| WHAT THE EXERCISE ASKS |
Copy every line from the records below that carries the word "trim".

| AVAILABLE DATA |
*** Begin section ***
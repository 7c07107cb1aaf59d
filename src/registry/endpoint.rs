//! Endpoint registry — named routes with their traffic policy

use serde::{Deserialize, Serialize};
use std::collections::{BTreeMap, BTreeSet};

use super::backend::BackendRegistry;
use super::traffic::TrafficPolicy;
use crate::error::{Result, ServeError};

/// A registered endpoint
#[derive(Debug, Clone, PartialEq, Serialize, Deserialize)]
pub struct Endpoint {
    pub name: String,
    /// HTTP path, unique across endpoints
    pub route: Option<String>,
    /// Uppercase HTTP methods accepted by the endpoint
    pub methods: BTreeSet<String>,
    pub traffic: TrafficPolicy,
}

impl Endpoint {
    /// Whether the endpoint accepts a request method (case-insensitive)
    pub fn accepts_method(&self, method: &str) -> bool {
        self.methods.contains(&method.to_ascii_uppercase())
    }
}

/// Read-only view of an endpoint returned by `list`
#[derive(Debug, Clone, PartialEq, Serialize, Deserialize)]
pub struct EndpointInfo {
    pub route: Option<String>,
    pub methods: Vec<String>,
    pub traffic: BTreeMap<String, f64>,
    pub shadows: BTreeMap<String, f64>,
}

/// Registry of endpoints, keyed by name
#[derive(Debug, Clone, Default, PartialEq, Serialize, Deserialize)]
pub struct EndpointRegistry {
    endpoints: BTreeMap<String, Endpoint>,
}

impl EndpointRegistry {
    /// Create (or re-create with a new route/methods) an endpoint served by
    /// `initial_backend`.
    ///
    /// `weight` must describe a complete distribution, so anything but 1.0
    /// is rejected.
    pub fn create(
        &mut self,
        name: &str,
        route: Option<&str>,
        methods: Option<&[String]>,
        initial_backend: &str,
        weight: f64,
        backends: &BackendRegistry,
    ) -> Result<&Endpoint> {
        if name.trim().is_empty() {
            return Err(ServeError::Validation(
                "endpoint name must not be empty".to_string(),
            ));
        }
        if let Some(route) = route {
            if !route.starts_with('/') {
                return Err(ServeError::Validation(format!(
                    "route must be a string starting with '/', got '{}'",
                    route
                )));
            }
        }
        let methods = normalize_methods(methods)?;
        if !backends.contains(initial_backend) {
            return Err(ServeError::Validation(format!(
                "backend '{}' is not registered",
                initial_backend
            )));
        }
        let mut weights = BTreeMap::new();
        weights.insert(initial_backend.to_string(), weight);
        let traffic = TrafficPolicy::new(weights)?;

        if let Some(existing) = self.endpoints.get(name) {
            if existing.route.as_deref() == route && existing.methods == methods {
                return Err(ServeError::Conflict(format!(
                    "Route '{}' is already registered to endpoint '{}' with methods {:?}. \
                     To set the backend for this endpoint, use set_traffic.",
                    route.unwrap_or("None"),
                    name,
                    methods
                )));
            }
        }
        if let Some(route) = route {
            if let Some(owner) = self
                .endpoints
                .values()
                .find(|e| e.name != name && e.route.as_deref() == Some(route))
            {
                return Err(ServeError::Conflict(format!(
                    "route '{}' is already owned by endpoint '{}'",
                    route, owner.name
                )));
            }
        }

        let endpoint = Endpoint {
            name: name.to_string(),
            route: route.map(str::to_string),
            methods,
            traffic,
        };
        self.endpoints.insert(name.to_string(), endpoint);
        Ok(&self.endpoints[name])
    }

    /// Remove an endpoint and its policy; backends are untouched
    pub fn delete(&mut self, name: &str) -> Result<Endpoint> {
        self.endpoints
            .remove(name)
            .ok_or_else(|| ServeError::NotFound(format!("endpoint '{}' does not exist", name)))
    }

    /// Replace an endpoint's primary weights
    pub fn set_traffic(
        &mut self,
        name: &str,
        weights: BTreeMap<String, f64>,
        backends: &BackendRegistry,
    ) -> Result<()> {
        if let Some(missing) = weights.keys().find(|tag| !backends.contains(tag)) {
            return Err(ServeError::Validation(format!(
                "attempted to assign traffic to backend '{}' which is not registered",
                missing
            )));
        }
        self.endpoint_mut(name)?.traffic.set_weights(weights)
    }

    /// Set (or clear with proportion 0) a shadow entry
    pub fn shadow_traffic(
        &mut self,
        name: &str,
        backend: &str,
        proportion: f64,
        backends: &BackendRegistry,
    ) -> Result<()> {
        if !backends.contains(backend) {
            return Err(ServeError::Validation(format!(
                "attempted to shadow traffic to backend '{}' which is not registered",
                backend
            )));
        }
        self.endpoint_mut(name)?.traffic.set_shadow(backend, proportion)
    }

    fn endpoint_mut(&mut self, name: &str) -> Result<&mut Endpoint> {
        self.endpoints.get_mut(name).ok_or_else(|| {
            ServeError::Validation(format!("endpoint '{}' is not registered", name))
        })
    }

    pub fn get(&self, name: &str) -> Option<&Endpoint> {
        self.endpoints.get(name)
    }

    pub fn contains(&self, name: &str) -> bool {
        self.endpoints.contains_key(name)
    }

    /// Snapshot of every endpoint
    pub fn list(&self) -> BTreeMap<String, EndpointInfo> {
        self.endpoints
            .iter()
            .map(|(name, e)| {
                let info = EndpointInfo {
                    route: e.route.clone(),
                    methods: e.methods.iter().cloned().collect(),
                    traffic: e.traffic.weights.clone(),
                    shadows: e.traffic.shadow.clone(),
                };
                (name.clone(), info)
            })
            .collect()
    }

    /// Names of endpoints whose policy mentions a backend
    pub fn referencing(&self, backend: &str) -> Vec<String> {
        self.endpoints
            .values()
            .filter(|e| e.traffic.references(backend))
            .map(|e| e.name.clone())
            .collect()
    }

    /// route → endpoint name, for endpoints that have a route
    pub fn routes(&self) -> BTreeMap<String, String> {
        self.endpoints
            .values()
            .filter_map(|e| e.route.clone().map(|r| (r, e.name.clone())))
            .collect()
    }

    pub fn iter(&self) -> impl Iterator<Item = (&String, &Endpoint)> {
        self.endpoints.iter()
    }

    pub fn len(&self) -> usize {
        self.endpoints.len()
    }

    pub fn is_empty(&self) -> bool {
        self.endpoints.is_empty()
    }
}

/// Uppercase and validate methods; `None` means `{GET}`
pub fn normalize_methods(methods: Option<&[String]>) -> Result<BTreeSet<String>> {
    let Some(methods) = methods else {
        return Ok(BTreeSet::from(["GET".to_string()]));
    };
    if methods.is_empty() {
        return Err(ServeError::Validation(
            "methods must contain at least one HTTP method".to_string(),
        ));
    }
    methods
        .iter()
        .map(|m| {
            let upper = m.trim().to_ascii_uppercase();
            http::Method::from_bytes(upper.as_bytes())
                .map(|_| upper.clone())
                .map_err(|_| ServeError::Validation(format!("invalid HTTP method '{}'", m)))
        })
        .collect()
}
//! Checkpoint persistence
//!
//! A checkpoint is the full registry state after one accepted mutation.
//! Each save supersedes the previous one; nothing is merged.

use async_trait::async_trait;
use chrono::{DateTime, Utc};
use serde::{Deserialize, Serialize};
use std::path::{Path, PathBuf};
use std::sync::{Arc, Mutex};

use crate::error::{Result, ServeError};
use crate::registry::Registries;

/// Current checkpoint format version
pub const CHECKPOINT_VERSION: u32 = 1;

/// Durable snapshot of the control-plane state
#[derive(Debug, Clone, PartialEq, Serialize, Deserialize)]
pub struct Checkpoint {
    pub version: u32,
    /// Controller the checkpoint belongs to
    pub controller: String,
    /// Sequence number of the mutation that produced it
    pub seq: u64,
    pub written_at: DateTime<Utc>,
    pub registries: Registries,
}

impl Checkpoint {
    pub fn new(controller: impl Into<String>, seq: u64, registries: Registries) -> Self {
        Self {
            version: CHECKPOINT_VERSION,
            controller: controller.into(),
            seq,
            written_at: Utc::now(),
            registries,
        }
    }
}

/// Where checkpoints are kept
#[async_trait]
pub trait CheckpointStore: Send + Sync {
    /// Durably replace the stored checkpoint
    async fn save(&self, checkpoint: &Checkpoint) -> Result<()>;

    /// Read the stored checkpoint, if any
    async fn load(&self) -> Result<Option<Checkpoint>>;

    /// Delete the stored checkpoint
    async fn clear(&self) -> Result<()>;
}

/// JSON file store; writes go to a sibling temp file and are renamed into place
pub struct FileCheckpointStore {
    path: PathBuf,
}

impl FileCheckpointStore {
    pub fn new(path: impl Into<PathBuf>) -> Self {
        Self { path: path.into() }
    }

    pub fn path(&self) -> &Path {
        &self.path
    }

    fn temp_path(&self) -> PathBuf {
        let mut name = self
            .path
            .file_name()
            .map(|n| n.to_os_string())
            .unwrap_or_default();
        name.push(".tmp");
        self.path.with_file_name(name)
    }
}

#[async_trait]
impl CheckpointStore for FileCheckpointStore {
    async fn save(&self, checkpoint: &Checkpoint) -> Result<()> {
        let data = serde_json::to_vec_pretty(checkpoint)?;
        if let Some(dir) = self.path.parent() {
            if !dir.as_os_str().is_empty() {
                tokio::fs::create_dir_all(dir).await.map_err(|e| {
                    ServeError::Checkpoint(format!(
                        "cannot create checkpoint directory {}: {}",
                        dir.display(),
                        e
                    ))
                })?;
            }
        }

        let tmp = self.temp_path();
        let write = async {
            let mut file = tokio::fs::File::create(&tmp).await?;
            tokio::io::AsyncWriteExt::write_all(&mut file, &data).await?;
            file.sync_all().await?;
            tokio::fs::rename(&tmp, &self.path).await
        };
        write.await.map_err(|e: std::io::Error| {
            ServeError::Checkpoint(format!(
                "failed to write checkpoint {}: {}",
                self.path.display(),
                e
            ))
        })
    }

    async fn load(&self) -> Result<Option<Checkpoint>> {
        let data = match tokio::fs::read(&self.path).await {
            Ok(data) => data,
            Err(e) if e.kind() == std::io::ErrorKind::NotFound => return Ok(None),
            Err(e) => {
                return Err(ServeError::Checkpoint(format!(
                    "failed to read checkpoint {}: {}",
                    self.path.display(),
                    e
                )))
            }
        };
        let checkpoint: Checkpoint = serde_json::from_slice(&data).map_err(|e| {
            ServeError::Checkpoint(format!(
                "corrupt checkpoint {}: {}",
                self.path.display(),
                e
            ))
        })?;
        check_version(&checkpoint)?;
        Ok(Some(checkpoint))
    }

    async fn clear(&self) -> Result<()> {
        match tokio::fs::remove_file(&self.path).await {
            Ok(()) => Ok(()),
            Err(e) if e.kind() == std::io::ErrorKind::NotFound => Ok(()),
            Err(e) => Err(ServeError::Checkpoint(format!(
                "failed to delete checkpoint {}: {}",
                self.path.display(),
                e
            ))),
        }
    }
}

/// In-memory store. Clones share storage, so a restarted controller can be
/// handed the same store its predecessor wrote to.
#[derive(Clone, Default)]
pub struct MemoryCheckpointStore {
    slot: Arc<Mutex<Option<Checkpoint>>>,
    fail_writes: Arc<std::sync::atomic::AtomicBool>,
}

impl MemoryCheckpointStore {
    pub fn new() -> Self {
        Self::default()
    }

    /// Make subsequent saves fail (simulates a full or read-only disk)
    pub fn set_fail_writes(&self, fail: bool) {
        self.fail_writes
            .store(fail, std::sync::atomic::Ordering::SeqCst);
    }

    /// The stored checkpoint
    pub fn current(&self) -> Option<Checkpoint> {
        self.slot.lock().unwrap_or_else(|e| e.into_inner()).clone()
    }
}

#[async_trait]
impl CheckpointStore for MemoryCheckpointStore {
    async fn save(&self, checkpoint: &Checkpoint) -> Result<()> {
        if self.fail_writes.load(std::sync::atomic::Ordering::SeqCst) {
            return Err(ServeError::Checkpoint(
                "checkpoint store rejected the write".to_string(),
            ));
        }
        *self.slot.lock().unwrap_or_else(|e| e.into_inner()) = Some(checkpoint.clone());
        Ok(())
    }

    async fn load(&self) -> Result<Option<Checkpoint>> {
        match self.current() {
            Some(checkpoint) => {
                check_version(&checkpoint)?;
                Ok(Some(checkpoint))
            }
            None => Ok(None),
        }
    }

    async fn clear(&self) -> Result<()> {
        *self.slot.lock().unwrap_or_else(|e| e.into_inner()) = None;
        Ok(())
    }
}

fn check_version(checkpoint: &Checkpoint) -> Result<()> {
    if checkpoint.version != CHECKPOINT_VERSION {
        return Err(ServeError::Checkpoint(format!(
            "unsupported checkpoint version {} (expected {})",
            checkpoint.version, CHECKPOINT_VERSION
        )));
    }
    Ok(())
}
*** End section ***
| OUTPUT BELOW |
        if name.trim().is_empty() {
            let upper = m.trim().to_ascii_uppercase();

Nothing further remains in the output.